Please use the .docx format if possible (all versions of Word after 2007). This document contains pre-set styles that apply to each manuscript element. These styles are listed below. Please keep these styles by pasting into your document, or applying these styles in your document using the style pane or organizer.
A article should include the following sections:
Text (including Figure or Table Captions)
Headings (Main and secondary)
More specific formatting instructions are provided in the actual template below.
Enter your title here
(A title should be specific, informative, and brief. Use abbreviations only if they are defined in the abstract. Titles that start with general terms then specific results are optimized in searches.)
Enter authors here: FirstName LastName1, FirstName LastName2*, and FirstName LastName3
(List authors by first name followed by last name and separated by commas. Use superscript numbers to link affiliations, and symbols * for author notes. For Chinese authors, all the characters of the given name should be spelled out with the first letter in capital. For example, Qing Wang1, XiaoDong Song2,3*，and JianYe Ren4.)
1Affiliation for author 1；
2Affiliation for author 2；
3Affiliation for author 3
(Affiliations should be preceded by superscript numbers corresponding to the author list. Each affiliation is a single line, which ended by semicolon expect the last line.)
Correspondence to: abbreviation of the full first name and followed by last name.
For example, X. D. Song, firstname.lastname@example.org
(Correspondence information should include name and email addresses of the corresponding author. More than one corresponding author is allowed in the submission and publication.)
• List up to three key points (at least one is required).
• Key Points summarize the main points and conclusions of the article.
• Each must be 140 characters or less with no special characters or acronyms.
The abstract should be a single-paragraph of less than 500 words. A good abstract sets the general question or topic that you are studying for the general audiencs, provides background on the specific question or problem, briefly describes key data or analyses, and describes the key results and uncertainties. Please avoid acronyms or if used, define them.
The journal uses a list of keywords. You may have up to six key words in your paper.
The main text should start with an introduction. Except for short manuscripts (such as comments and replies), the text should be divided into sections, each with its own heading. Sections are numbered (1, 2, 3, etc.). A maximum of four levels of heads may be used, with subsections numbered 1.1., 1.2.; 1.1.1., 1.2.1; 188.8.131.52., and so on. Headings should be sentence fragments.
2 Materials and Methods
3 Data,or a descriptive heading about data
4 Results, or a descriptive heading about the results
(All figures and tables should be cited in order. For initial submission, please embed figures, tables, and their captions within the main text near where they are cited.)

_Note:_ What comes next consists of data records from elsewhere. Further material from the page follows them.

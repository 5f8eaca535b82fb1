//! Use case for adding a member to the battle team.

use std::sync::Arc;

use thiserror::Error;
use tracing::{info, info_span, Instrument};

use pd_core::catalog::NewOwnedPokemon;
use pd_core::ports::{CatalogGatewayPort, GatewayError};
use pd_core::roster::{TeamInsert, TEAM_CAPACITY};

use crate::roster::RosterManager;

#[derive(Debug, Clone, PartialEq, Eq, Error)]
pub enum AddTeamMemberError {
    /// The team already holds six members, locally or on the server.
    /// Views surface this as the "team is full" message.
    #[error("team is already full")]
    TeamFull,

    #[error(transparent)]
    Gateway(GatewayError),
}

/// Adds a member to the team on the server, then locally.
///
/// The local capacity check fails fast without a round trip; the server
/// performs its own check and remains the authoritative point of insertion,
/// so its capacity rejection maps to the same error.
pub struct AddTeamMember {
    gateway: Arc<dyn CatalogGatewayPort>,
    roster: RosterManager,
}

impl AddTeamMember {
    pub fn new(gateway: Arc<dyn CatalogGatewayPort>, roster: RosterManager) -> Self {
        Self { gateway, roster }
    }

    pub async fn execute(&self, member: NewOwnedPokemon) -> Result<(), AddTeamMemberError> {
        let span = info_span!("usecase.add_team_member.execute", code = %member.code);

        async {
            let code = member.membership_code();

            if self.roster.team_count() >= TEAM_CAPACITY && !self.roster.is_in_team(&code) {
                info!("team already at capacity, not contacting server");
                return Err(AddTeamMemberError::TeamFull);
            }

            self.gateway
                .add_team_member(&member)
                .await
                .map_err(|error| match error {
                    GatewayError::TeamFull => AddTeamMemberError::TeamFull,
                    other => AddTeamMemberError::Gateway(other),
                })?;

            // Another mutation may have filled the team while the request
            // was in flight; the registry outcome is the final word.
            match self.roster.add_to_team(code) {
                TeamInsert::Full => Err(AddTeamMemberError::TeamFull),
                outcome => {
                    info!(?outcome, "team member added");
                    Ok(())
                }
            }
        }
        .instrument(span)
        .await
    }
}

#[cfg(test)]
mod tests {
    use super::*;
    use crate::usecases::test_support::{fresh_manager, MockCatalogGateway};
    use pd_core::ids::PokemonCode;

    fn new_member(code: &str) -> NewOwnedPokemon {
        NewOwnedPokemon::new(code, code, "https://img.example/p.png")
    }

    #[tokio::test]
    async fn test_adds_on_server_then_locally() {
        let gateway = Arc::new(MockCatalogGateway::new());
        let roster = fresh_manager();
        let usecase = AddTeamMember::new(gateway.clone(), roster.clone());

        usecase.execute(new_member("pikachu")).await.unwrap();

        assert_eq!(gateway.added_team.lock().len(), 1);
        assert!(roster.is_in_team(&PokemonCode::new("pikachu")));
    }

    #[tokio::test]
    async fn test_full_team_fails_without_server_call() {
        let gateway = Arc::new(MockCatalogGateway::new());
        let roster = fresh_manager();
        for i in 0..TEAM_CAPACITY {
            roster.add_to_team(PokemonCode::new(format!("member-{i}")));
        }
        let usecase = AddTeamMember::new(gateway.clone(), roster.clone());

        let result = usecase.execute(new_member("mewtwo")).await;

        assert_eq!(result, Err(AddTeamMemberError::TeamFull));
        assert!(gateway.added_team.lock().is_empty());
        assert!(!roster.is_in_team(&PokemonCode::new("mewtwo")));
    }

    #[tokio::test]
    async fn test_server_capacity_rejection_maps_to_team_full() {
        let gateway = Arc::new(MockCatalogGateway::failing(GatewayError::TeamFull));
        let roster = fresh_manager();
        let usecase = AddTeamMember::new(gateway, roster.clone());

        let result = usecase.execute(new_member("pikachu")).await;

        assert_eq!(result, Err(AddTeamMemberError::TeamFull));
        assert!(!roster.is_in_team(&PokemonCode::new("pikachu")));
    }

    #[tokio::test]
    async fn test_other_gateway_errors_pass_through() {
        let gateway = Arc::new(MockCatalogGateway::failing(GatewayError::Unauthorized));
        let roster = fresh_manager();
        let usecase = AddTeamMember::new(gateway, roster.clone());

        let result = usecase.execute(new_member("pikachu")).await;

        assert_eq!(
            result,
            Err(AddTeamMemberError::Gateway(GatewayError::Unauthorized))
        );
        assert!(!roster.is_in_team(&PokemonCode::new("pikachu")));
    }

    #[tokio::test]
    async fn test_no_local_change_when_server_rejects() {
        let gateway = Arc::new(MockCatalogGateway::failing(GatewayError::Rejected {
            message: "Pokémon já está na equipe".to_string(),
        }));
        let roster = fresh_manager();
        let usecase = AddTeamMember::new(gateway, roster.clone());

        let result = usecase.execute(new_member("pikachu")).await;

        assert!(matches!(
            result,
            Err(AddTeamMemberError::Gateway(GatewayError::Rejected { .. }))
        ));
        assert_eq!(roster.team_count(), 0);
    }
}
use serde::{Deserialize, Serialize};

use crate::ids::PokemonCode;

/// The persisted shape of the roster: two named entries in one document.
///
/// The `favoritos` name on disk is load-bearing; existing data files use it
/// and renaming the field would orphan them.
#[derive(Debug, Clone, Default, PartialEq, Eq, Serialize, Deserialize)]
pub struct RosterSnapshot {
    #[serde(default)]
    pub team: Vec<PokemonCode>,

    #[serde(default, rename = "favoritos")]
    pub favorites: Vec<PokemonCode>,
}

impl RosterSnapshot {
    pub fn is_empty(&self) -> bool {
        self.team.is_empty() && self.favorites.is_empty()
    }
}
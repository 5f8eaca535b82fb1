pub mod file_store;

pub use file_store::FileRosterStore;
//! Use case for browsing the public catalog.

use std::sync::Arc;

use tracing::{info_span, Instrument};

use pd_core::catalog::{CatalogFilter, CatalogPokemon};
use pd_core::ports::{CatalogGatewayPort, GatewayError};

use crate::roster::RosterManager;

/// Fetches a catalog page and re-derives each entry's membership flags from
/// the local registry.
///
/// The server computes `favorito`/`equipe` from its own state at response
/// time; a response racing a local mutation would roll a card's badge
/// backwards if those flags were trusted, so local membership wins.
pub struct BrowseCatalog {
    gateway: Arc<dyn CatalogGatewayPort>,
    roster: RosterManager,
}

impl BrowseCatalog {
    pub fn new(gateway: Arc<dyn CatalogGatewayPort>, roster: RosterManager) -> Self {
        Self { gateway, roster }
    }

    pub async fn execute(
        &self,
        filter: &CatalogFilter,
    ) -> Result<Vec<CatalogPokemon>, GatewayError> {
        let span = info_span!("usecase.browse_catalog.execute");

        async {
            let mut entries = self.gateway.browse_catalog(filter).await?;

            for entry in &mut entries {
                let code = entry.membership_code();
                entry.in_team = self.roster.is_in_team(&code);
                entry.favorite = self.roster.is_in_favorites(&code);
            }
            Ok(entries)
        }
        .instrument(span)
        .await
    }
}
//! Membership domain: the user's curated collections.
//!
//! A roster is the pair of sets a user builds while browsing the catalog:
//! the battle team (bounded) and the favorites list (unbounded). All
//! invariant enforcement lives here; persistence and notification are
//! layered on top by the application crate.

pub mod domain;
pub mod snapshot;
pub mod team;

pub use domain::Roster;
pub use snapshot::RosterSnapshot;
pub use team::{Team, TeamInsert, TEAM_CAPACITY};
use serde::{Deserialize, Serialize};

use crate::ids::PokemonCode;

/// An entry of the user's server-side collection, as returned by the
/// `/user-pokemon/equipe` and `/user-pokemon/favoritos` listings.
///
/// Every field defaults: older server rows can miss `codigo`, and the
/// reconciliation path must accept them (falling back to `nome`).
#[derive(Debug, Clone, Default, PartialEq, Serialize, Deserialize)]
pub struct OwnedPokemon {
    #[serde(default, skip_serializing_if = "Option::is_none")]
    pub id: Option<i64>,

    #[serde(default, rename = "codigo")]
    pub code: String,

    #[serde(default, rename = "nome")]
    pub name: String,

    #[serde(default, rename = "imagem")]
    pub image_url: String,

    #[serde(default, rename = "tipo", skip_serializing_if = "Option::is_none")]
    pub primary_type: Option<String>,
}

impl OwnedPokemon {
    /// The membership key for this entry.
    ///
    /// The canonical `codigo` wins; the display `nome` is the fallback for
    /// entries recorded without a code. An entry carrying neither has no
    /// usable key and is skipped by reconciliation.
    pub fn membership_code(&self) -> Option<PokemonCode> {
        let raw = if self.code.trim().is_empty() {
            &self.name
        } else {
            &self.code
        };
        let code = PokemonCode::new(raw);
        if code.is_empty() {
            None
        } else {
            Some(code)
        }
    }
}

/// The insert shape sent when adding a member to a server collection.
#[derive(Debug, Clone, PartialEq, Serialize, Deserialize)]
pub struct NewOwnedPokemon {
    #[serde(rename = "codigo")]
    pub code: String,

    #[serde(rename = "nome")]
    pub name: String,

    #[serde(rename = "imagem")]
    pub image_url: String,
}

impl NewOwnedPokemon {
    pub fn new(
        code: impl Into<String>,
        name: impl Into<String>,
        image_url: impl Into<String>,
    ) -> Self {
        Self {
            code: code.into(),
            name: name.into(),
            image_url: image_url.into(),
        }
    }

    pub fn membership_code(&self) -> PokemonCode {
        PokemonCode::new(&self.code)
    }
}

(The figure caption should begin with an overall descriptive statement of the figure followed by additional text. They should be immediately after each figure. Figure parts are indicated with lower-case letters (a, b, c…).)
(The table caption with a short description of your table. Format tables using the Word Table commands and structures. Do not create tables using spaces or tabs characters. Please place the table in the text near where they are cited rather than at the end of the file.)
(References should use a name-date format, not numbers. Enclose citations in brackets with authors as in: (Smith et al., 2009) or Smith et al. (2009). Chinese authors are cited with abbreviation of the full given name: e.g., (Zheng TY et al., 2017) rather than (Zheng et al., 2017) and (Song XD and Richards, 1996) rather than (Song and Richards, 1996).
The text ends with an acknowledgment section and statement that includes:
- Any real or perceived financial conflicts of interests for any author.
- Other affiliations for any author that may be perceived as having a conflict of interest with respect to the results of this paper.
- A statement that indicates to the reader where the data supporting the conclusions can be obtained (for example, in the references, tables, supplementary materials, and other databases).
All sources cited in text, tables, and figures must appear in the main reference list, and all entries in the reference list must be cited in main text. In addition, references that are cited in supplementary materials should also be included in the reference list of the main text.
All references must be available to readers at the time of publication; there should be no “unpublished” or “in press” references.
An example of references is as follows:
Wang, Q., Song, X. D., and Ren, J. Y. (2017). Ambient noise surface wave tomography of marginal seas in east Asia. Earth Planet. Phys., 1, 13-25. doi:10.26464/epp2017003
Long tables or other supplementary materials that are not essential should be placed after the main text. Supplementary materials can be cited, as Figure S1 or Table S1 for example. If supplementary materials is very long (e.g., over 10 pages) it will be published online, following the main text, but will not be published in print.